Advocates for federal legalization in the US have attempted three separate paths. One group seeks nothing less than full federal legalization of medical and adult use. Another seeks a piecemeal approach to first permit research, then safer banking, then use by veterans, then move on from there. The third has attempted, unsuccessfully, to convince the courts to declare cannabis illegality unconstitutional.
Why then has there been no real effort to federally legalize US medical cannabis like dozens of other countries? Polls are consistently overwhelming: 92% of Americans favor legalizing medical marijuana. Former Pres. Trump, in an interview during his 2016 campaign, said he is “100%” in favor of legalizing medical use, though Pres. Biden, who favors decriminalization, has not opined on legalizing medical cannabis. And three-quarters of the states, including some Republican-dominated ones, have approved medical weed. One assumes, therefore, that there would be strong bipartisan support for legalizing medical marijuana.
The benefits would seem obvious, with limited downside risk. First, companies growing and selling medical cannabis would enjoy interstate and global commerce. A patient in Ohio finally would be able to buy California weed. An import-export market could develop and likely would explode rather quickly. We could eliminate the 39 cannabis mini-economies with vastly different pricing, quality, regulation and competition.
Other benefits of legalizing medical cannabis include the likelihood that the national stock exchanges would list the stock of these companies, encouraging institutional investors to support these enterprises and stock clearing firms to permit the trades. Companies currently active in both medical and adult use markets could separately spin off their medical operations to Nasdaq or the NYSE.
In addition, the US Patent and Trademark Office presumably would at last allow medical marijuana brands to receive a federal trademark. Banks would no longer be concerned about opening accounts or providing loans to these companies. Operators could end the security and other concerns around running their business in cash. We would also end the “cannabis tax” that borrowers have been paying private lenders in the absence of traditional bank loans.
Merger and acquisition activity also could pick up as big alcohol, big tobacco and especially big pharma might move into the space if their target is federally legal. Legalization also allows the federal government to charge taxes on the product, helping reduce the federal deficit, and for the government to regulate important areas of the business including product testing and advertising.
Perhaps most importantly: medical marijuana companies would no longer face tax discrimination in the form of Internal Revenue Code Section 280E. This tax law prohibits cannabis companies from deducting their ordinary business expenses.

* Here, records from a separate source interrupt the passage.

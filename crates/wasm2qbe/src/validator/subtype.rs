//! Subtyping over value and reference types.
//!
//! Abstract heap types form three hierarchies:
//!
//! ```text
//!        any              func         extern
//!         |                 |             |
//!         eq            concrete      noextern
//!      /  |   \          func types
//!    i31 struct array       |
//!          |     |       nofunc
//!      concrete concrete
//!          \     /
//!           none
//! ```
//!
//! Concrete types are related through their declared supertype chains.
//! Structurally identical type definitions are treated as equal.

use crate::decoder::{CompositeType, HeapType, Module, RefType, ValType};

/// The three disjoint reference hierarchies.
#[derive(Debug, Clone, Copy, PartialEq, Eq)]
pub enum Hierarchy {
    Any,
    Func,
    Extern,
}

pub struct Subtyping<'a> {
    module: &'a Module,
}

impl<'a> Subtyping<'a> {
    pub fn new(module: &'a Module) -> Self {
        Self { module }
    }

    pub fn val(&self, a: ValType, b: ValType) -> bool {
        match (a, b) {
            (ValType::Ref(ra), ValType::Ref(rb)) => self.reference(ra, rb),
            _ => a == b,
        }
    }

    pub fn reference(&self, a: RefType, b: RefType) -> bool {
        (!a.nullable || b.nullable) && self.heap(a.heap, b.heap)
    }

    pub fn heap(&self, a: HeapType, b: HeapType) -> bool {
        if a == b {
            return true;
        }
        match (a, b) {
            (HeapType::Concrete(i), HeapType::Concrete(j)) => self.concrete(i, j),
            (HeapType::Concrete(i), abs) => match self.composite(i) {
                Some(CompositeType::Func(_)) => abs == HeapType::Func,
                Some(CompositeType::Struct(_)) => {
                    matches!(abs, HeapType::Struct | HeapType::Eq | HeapType::Any)
                }
                Some(CompositeType::Array(_)) => {
                    matches!(abs, HeapType::Array | HeapType::Eq | HeapType::Any)
                }
                None => false,
            },
            (HeapType::NoFunc, HeapType::Concrete(j)) => {
                matches!(self.composite(j), Some(CompositeType::Func(_)))
            }
            (HeapType::None, HeapType::Concrete(j)) => matches!(
                self.composite(j),
                Some(CompositeType::Struct(_) | CompositeType::Array(_))
            ),
            (HeapType::NoFunc, HeapType::Func) => true,
            (HeapType::NoExtern, HeapType::Extern) => true,
            (HeapType::None, other) => self.hierarchy(other) == Some(Hierarchy::Any),
            (HeapType::I31 | HeapType::Struct | HeapType::Array, HeapType::Eq | HeapType::Any) => {
                true
            }
            (HeapType::Eq, HeapType::Any) => true,
            _ => false,
        }
    }

    fn composite(&self, idx: u32) -> Option<&'a CompositeType> {
        self.module.types.get(idx as usize).map(|t| &t.composite)
    }

    fn concrete(&self, sub: u32, sup: u32) -> bool {
        let types = &self.module.types;
        let Some(target) = types.get(sup as usize) else {
            return false;
        };
        let mut cur = Some(sub);
        // Supertypes always have smaller indices, so the walk terminates.
        while let Some(idx) = cur {
            let Some(t) = types.get(idx as usize) else {
                return false;
            };
            if idx == sup || t == target {
                return true;
            }
            cur = t.supertype.filter(|s| *s < idx);
        }
        false
    }

    /// Hierarchy a heap type belongs to.
    pub fn hierarchy(&self, heap: HeapType) -> Option<Hierarchy> {
        match heap {
            HeapType::Func | HeapType::NoFunc => Some(Hierarchy::Func),
            HeapType::Extern | HeapType::NoExtern => Some(Hierarchy::Extern),
            HeapType::Any
            | HeapType::Eq
            | HeapType::I31
            | HeapType::Struct
            | HeapType::Array
            | HeapType::None => Some(Hierarchy::Any),
            HeapType::Concrete(idx) => match self.composite(idx)? {
                CompositeType::Func(_) => Some(Hierarchy::Func),
                _ => Some(Hierarchy::Any),
            },
        }
    }

    /// Top heap type of the hierarchy containing `heap`.
    pub fn top(&self, heap: HeapType) -> Option<HeapType> {
        Some(match self.hierarchy(heap)? {
            Hierarchy::Any => HeapType::Any,
            Hierarchy::Func => HeapType::Func,
            Hierarchy::Extern => HeapType::Extern,
        })
    }
}

#[cfg(test)]
mod tests {
    use super::*;
    use crate::decoder::{FieldType, FuncType, StorageType, SubType};

    fn module() -> Module {
        let field = FieldType {
            storage: StorageType::Val(ValType::I32),
            mutable: false,
        };
        Module {
            types: vec![
                // 0: open struct
                SubType {
                    is_final: false,
                    supertype: None,
                    composite: CompositeType::Struct(vec![field]),
                },
                // 1: struct extending 0
                SubType {
                    is_final: true,
                    supertype: Some(0),
                    composite: CompositeType::Struct(vec![field, field]),
                },
                // 2: func type
                SubType {
                    is_final: true,
                    supertype: None,
                    composite: CompositeType::Func(FuncType::default()),
                },
                // 3: array
                SubType {
                    is_final: true,
                    supertype: None,
                    composite: CompositeType::Array(field),
                },
            ],
            ..Default::default()
        }
    }

    #[test]
    fn numeric_types_are_invariant() {
        let m = module();
        let s = Subtyping::new(&m);
        assert!(s.val(ValType::I32, ValType::I32));
        assert!(!s.val(ValType::I32, ValType::I64));
        assert!(!s.val(ValType::FUNCREF, ValType::I64));
    }

    #[test]
    fn nullability() {
        let m = module();
        let s = Subtyping::new(&m);
        let nn = RefType::non_null(HeapType::Func);
        assert!(s.reference(nn, RefType::FUNCREF));
        assert!(!s.reference(RefType::FUNCREF, nn));
    }

    #[test]
    fn abstract_hierarchy() {
        let m = module();
        let s = Subtyping::new(&m);
        assert!(s.heap(HeapType::I31, HeapType::Any));
        assert!(s.heap(HeapType::Struct, HeapType::Eq));
        assert!(s.heap(HeapType::None, HeapType::Array));
        assert!(s.heap(HeapType::NoFunc, HeapType::Func));
        assert!(!s.heap(HeapType::Func, HeapType::Any));
        assert!(!s.heap(HeapType::Extern, HeapType::Any));
    }

    #[test]
    fn concrete_types() {
        let m = module();
        let s = Subtyping::new(&m);
        assert!(s.heap(HeapType::Concrete(1), HeapType::Concrete(0)));
        assert!(!s.heap(HeapType::Concrete(0), HeapType::Concrete(1)));
        assert!(s.heap(HeapType::Concrete(1), HeapType::Struct));
        assert!(s.heap(HeapType::Concrete(2), HeapType::Func));
        assert!(!s.heap(HeapType::Concrete(2), HeapType::Any));
        assert!(s.heap(HeapType::Concrete(3), HeapType::Array));
        assert!(s.heap(HeapType::NoFunc, HeapType::Concrete(2)));
        assert!(s.heap(HeapType::None, HeapType::Concrete(0)));
        assert!(!s.heap(HeapType::None, HeapType::Concrete(2)));
    }

    #[test]
    fn tops() {
        let m = module();
        let s = Subtyping::new(&m);
        assert_eq!(s.top(HeapType::Concrete(2)), Some(HeapType::Func));
        assert_eq!(s.top(HeapType::Concrete(3)), Some(HeapType::Any));
        assert_eq!(s.top(HeapType::NoExtern), Some(HeapType::Extern));
        assert_eq!(s.top(HeapType::Concrete(99)), None);
    }
}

As a result, the profitability of these companies has been dramatically reduced, causing some to close their doors simply because of their inability to pay taxes.
The main concern previously expressed by industry insiders about federally legalizing medical use is that there is too much risk in a step approach to fully legalizing weed. The argument is that legalizing medical marijuana would stall the momentum towards fully legal adult use in the US. Proponents also would need to convince lawmakers that legalizing medical cannabis would not result in a de facto adult-use legalization as was somewhat the case early on in California.

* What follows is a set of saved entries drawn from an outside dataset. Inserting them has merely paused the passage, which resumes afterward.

//! Trap handlers. Compiled code calls these and never expects them to return.

/// Reasons compiled code can trap.
#[derive(Debug, Clone, Copy, PartialEq, Eq, Hash)]
pub enum TrapKind {
    /// `unreachable` executed.
    Unreachable,
    /// Integer division or remainder by zero.
    DivByZero,
    /// Signed division overflow, or a float-to-int conversion out of range.
    IntegerOverflow,
    /// Float-to-int conversion of NaN.
    InvalidConversion,
    /// Memory, table or array access out of bounds.
    OutOfBounds,
    /// Null reference dereferenced.
    NullReference,
    /// `call_indirect` signature mismatch or failed `ref.cast`.
    CastFailure,
}

impl TrapKind {
    /// Every trap kind.
    pub const ALL: [TrapKind; 7] = [
        TrapKind::Unreachable,
        TrapKind::DivByZero,
        TrapKind::IntegerOverflow,
        TrapKind::InvalidConversion,
        TrapKind::OutOfBounds,
        TrapKind::NullReference,
        TrapKind::CastFailure,
    ];

    /// Linker symbol of the handler.
    pub fn symbol(self) -> &'static str {
        match self {
            TrapKind::Unreachable => "__wasm_trap_unreachable",
            TrapKind::DivByZero => "__wasm_trap_div_by_zero",
            TrapKind::IntegerOverflow => "__wasm_trap_integer_overflow",
            TrapKind::InvalidConversion => "__wasm_trap_invalid_conversion",
            TrapKind::OutOfBounds => "__wasm_trap_out_of_bounds",
            TrapKind::NullReference => "__wasm_trap_null_reference",
            TrapKind::CastFailure => "__wasm_trap_cast_failure",
        }
    }

    /// Human-readable description, as printed by the runtime.
    pub fn message(self) -> &'static str {
        match self {
            TrapKind::Unreachable => "unreachable executed",
            TrapKind::DivByZero => "integer divide by zero",
            TrapKind::IntegerOverflow => "integer overflow",
            TrapKind::InvalidConversion => "invalid conversion to integer",
            TrapKind::OutOfBounds => "out of bounds access",
            TrapKind::NullReference => "null reference",
            TrapKind::CastFailure => "cast failure",
        }
    }
}

impl core::fmt::Display for TrapKind {
    fn fmt(&self, f: &mut core::fmt::Formatter<'_>) -> core::fmt::Result {
        f.write_str(self.message())
    }
}

#[cfg(test)]
mod tests {
    use super::*;

    #[test]
    fn trap_kind_is_copy() {
        let trap = TrapKind::OutOfBounds;
        let trap2 = trap;
        assert_eq!(trap, trap2);
    }

    #[test]
    fn trap_symbols() {
        assert_eq!(TrapKind::DivByZero.symbol(), "__wasm_trap_div_by_zero");
        assert_eq!(TrapKind::CastFailure.symbol(), "__wasm_trap_cast_failure");
    }
}
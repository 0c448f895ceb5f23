//! The module initialiser.
//!
//! Everything instantiation does at run time is collected into one
//! generated function, in order:
//! 1. create defined memories and tables
//! 2. evaluate global initialisers that are not plain constants
//! 3. fill element segment items that are not plain constants, apply
//!    active element segments, drop active and declarative ones
//! 4. apply active data segments and drop them
//! 5. call the start function

use super::core::IrBuilder;
use crate::decoder::{
    ConstExpr, DataMode, ElementItems, ElementMode, Operator, OperatorsReader, RefType, ValType,
};
use crate::error::CompileError;
use crate::ir::types::*;
use anyhow::{bail, Context, Result};
use wasm2qbe_abi::{RuntimeFn, FIELD_SIZE, MODULE_INIT};

/// A constant initialiser that can be written as static data.
#[derive(Debug, Clone, Copy, PartialEq, Eq)]
pub enum StaticInit {
    Value(IrValue),
    /// Address of a function's descriptor.
    Func(u32),
}

/// The static form of `expr`, when it is a single constant instruction.
pub fn static_init(expr: &ConstExpr, ty: ValType) -> Option<StaticInit> {
    let mut reader = OperatorsReader::new(&expr.bytes, expr.offset, 0);
    let (_, first) = reader.read().ok()?;
    let (_, second) = reader.read().ok()?;
    if second != Operator::End || !reader.is_eof() {
        return None;
    }
    let init = match first {
        Operator::I32Const { value } => StaticInit::Value(IrValue::I32(value)),
        Operator::I64Const { value } => StaticInit::Value(IrValue::I64(value)),
        Operator::F32Const { bits } => StaticInit::Value(IrValue::F32(bits)),
        Operator::F64Const { bits } => StaticInit::Value(IrValue::F64(bits)),
        Operator::RefNull { .. } => StaticInit::Value(IrValue::I64(0)),
        Operator::RefFunc { func } => StaticInit::Func(func),
        _ => return None,
    };
    match init {
        StaticInit::Value(v) if v.ty() != ty && !matches!(ty, ValType::Ref(_)) => None,
        _ => Some(init),
    }
}

impl<'m> IrBuilder<'m> {
    /// Build the module initialiser.
    pub fn translate_module_init(&mut self) -> Result<IrFunction, CompileError> {
        self.begin(None, Vec::new(), Vec::new(), Vec::new());
        self.build_init().map_err(|err| CompileError {
            func_idx: self.module.num_funcs(),
            instr_offset: self.offset,
            func_name: MODULE_INIT.to_string(),
            message: format!("{:#}", err),
        })?;
        Ok(self.finish(MODULE_INIT.to_string(), None))
    }

    fn build_init(&mut self) -> Result<()> {
        let module = self.module;

        for (i, mem) in module.memories.iter().enumerate() {
            let idx = module.num_imported_memories() + i as u32;
            let idx = self.emit_const(IrValue::I32(idx as i32));
            let min = self.emit_const(IrValue::I64(mem.limits.min as i64));
            let max = self.emit_const(IrValue::I64(mem.limits.max.map_or(-1, |m| m as i64)));
            let is64 = self.emit_const(IrValue::I32(mem.memory64 as i32));
            self.emit_runtime(RuntimeFn::MemoryNew, vec![idx, min, max, is64], None);
        }

        for (i, table) in module.tables.iter().enumerate() {
            let idx = module.num_imported_tables() + i as u32;
            let init = match &table.init {
                Some(expr) => self.translate_const_expr(expr)?,
                None => self.emit_const(IrValue::I64(0)),
            };
            let idx = self.emit_const(IrValue::I32(idx as i32));
            let min = self.emit_const(IrValue::I32(table.ty.limits.min as i32));
            let max = self.emit_const(IrValue::I32(
                table.ty.limits.max.map_or(-1, |m| m as i32),
            ));
            self.emit_runtime(RuntimeFn::TableNew, vec![idx, min, max, init], None);
        }

        for (i, global) in module.globals.iter().enumerate() {
            if static_init(&global.init, global.ty.content).is_some() {
                continue;
            }
            let idx = module.num_imported_globals() + i as u32;
            self.offset = global.init.offset;
            let value = self.translate_const_expr(&global.init)?;
            self.emit(IrInstr::GlobalSet { global: idx, value });
        }

        for (i, seg) in module.elements.iter().enumerate() {
            let elem = i as u32;
            self.offset = seg.offset;
            if let ElementItems::Expressions(exprs) = &seg.items {
                let elem_ty = ValType::Ref(seg.ty);
                for (j, expr) in exprs.iter().enumerate() {
                    if static_init(expr, elem_ty).is_some() {
                        continue;
                    }
                    let value = self.translate_const_expr(expr)?;
                    let items = self.new_var(ValType::I64);
                    self.emit(IrInstr::DataAddr {
                        dest: items,
                        data: DataRef::Elem(elem),
                    });
                    self.emit(IrInstr::FieldStore {
                        ty: ValType::Ref(RefType::FUNCREF),
                        width: MemoryAccessWidth::Full,
                        base: items,
                        offset: j as u32 * FIELD_SIZE,
                        value,
                    });
                }
            }
            match &seg.mode {
                ElementMode::Active { table, offset } => {
                    let dst = self.translate_const_expr(offset)?;
                    let src = self.emit_const(IrValue::I32(0));
                    let len = self.emit_const(IrValue::I32(seg.items.len() as i32));
                    self.emit_table_init(elem, *table, dst, src, len)?;
                    self.translate_elem_drop(elem);
                }
                ElementMode::Declarative => self.translate_elem_drop(elem),
                ElementMode::Passive => {}
            }
        }

        for (i, seg) in module.data.iter().enumerate() {
            let DataMode::Active { memory, offset } = &seg.mode else {
                continue;
            };
            self.offset = seg.offset;
            let data = i as u32;
            let dst = self.translate_const_expr(offset)?;
            self.push(dst);
            let src = self.emit_const(IrValue::I32(0));
            self.push(src);
            let len = self.emit_const(IrValue::I32(seg.data.len() as i32));
            self.push(len);
            self.translate_memory_init(data, *memory)?;
            self.translate_data_drop(data);
        }

        if let Some((start, offset)) = module.start {
            self.offset = offset;
            self.emit(IrInstr::Call {
                dests: Vec::new(),
                func: start,
                args: Vec::new(),
            });
        }

        self.terminate(IrTerminator::Return { values: Vec::new() });
        Ok(())
    }

    /// Translate a constant expression in the current block and return the
    /// variable holding its value.
    pub(super) fn translate_const_expr(&mut self, expr: &ConstExpr) -> Result<VarId> {
        let height = self.value_stack.len();
        let mut reader = OperatorsReader::new(&expr.bytes, expr.offset, 0);
        while !reader.is_eof() {
            let (offset, op) = reader.read()?;
            self.offset = offset;
            if op == Operator::End {
                break;
            }
            self.translate_operator(op)
                .with_context(|| format!("constant expression at offset {:#x}", offset))?;
        }
        let value = self.pop()?;
        if self.value_stack.len() != height {
            bail!("constant expression left extra values on the stack");
        }
        Ok(value)
    }
}

#[cfg(test)]
mod tests {
    use super::*;

    fn expr(bytes: &[u8]) -> ConstExpr {
        ConstExpr {
            bytes: bytes.to_vec(),
            offset: 0,
        }
    }

    #[test]
    fn test_static_constants() {
        assert_eq!(
            static_init(&expr(&[0x41, 0x2A, 0x0B]), ValType::I32),
            Some(StaticInit::Value(IrValue::I32(42)))
        );
        assert_eq!(
            static_init(&expr(&[0xD2, 0x03, 0x0B]), ValType::FUNCREF),
            Some(StaticInit::Func(3))
        );
        assert_eq!(
            static_init(&expr(&[0xD0, 0x70, 0x0B]), ValType::FUNCREF),
            Some(StaticInit::Value(IrValue::I64(0)))
        );
    }

    #[test]
    fn test_computed_initialisers_are_not_static() {
        // global.get 0
        assert_eq!(static_init(&expr(&[0x23, 0x00, 0x0B]), ValType::I32), None);
        // i32.const 1; i32.const 2; i32.add
        assert_eq!(
            static_init(&expr(&[0x41, 0x01, 0x41, 0x02, 0x6A, 0x0B]), ValType::I32),
            None
        );
    }
}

Another expressed concern over legalization is the potential violation of various global treaties, especially the 1961 UN Single Convention treaty. In 2020 the UN Commission on Narcotic Drugs adopted a recommendation from the World Health Organization to reschedule cannabis under the Single Convention from Schedule IV to Schedule I (unlike the US scheduling, this made it less subject to control), but this does still not permit adult use. Experts, however, generally agree that allowing cannabis for therapeutic or medical use does not violate the treaty. Legalizing adult use could violate the treaty, however, and a workaround or treaty change will likely be necessary for the US. In March 2022 several US Congresspeople submitted a proposed resolution to the UN to fully deschedule cannabis, but no action has been taken.
My take? If the industry can show the naysayers that federal legalization of medical cannabis will not lead to the destruction of society as we know it, and may actually help reduce opioid and other addictive drug use, reduce teen drug use, reduce alcohol addiction and reduce the influence of foreign cartels, subsequent legalization of adult use becomes more likely, not less. Shall we try it?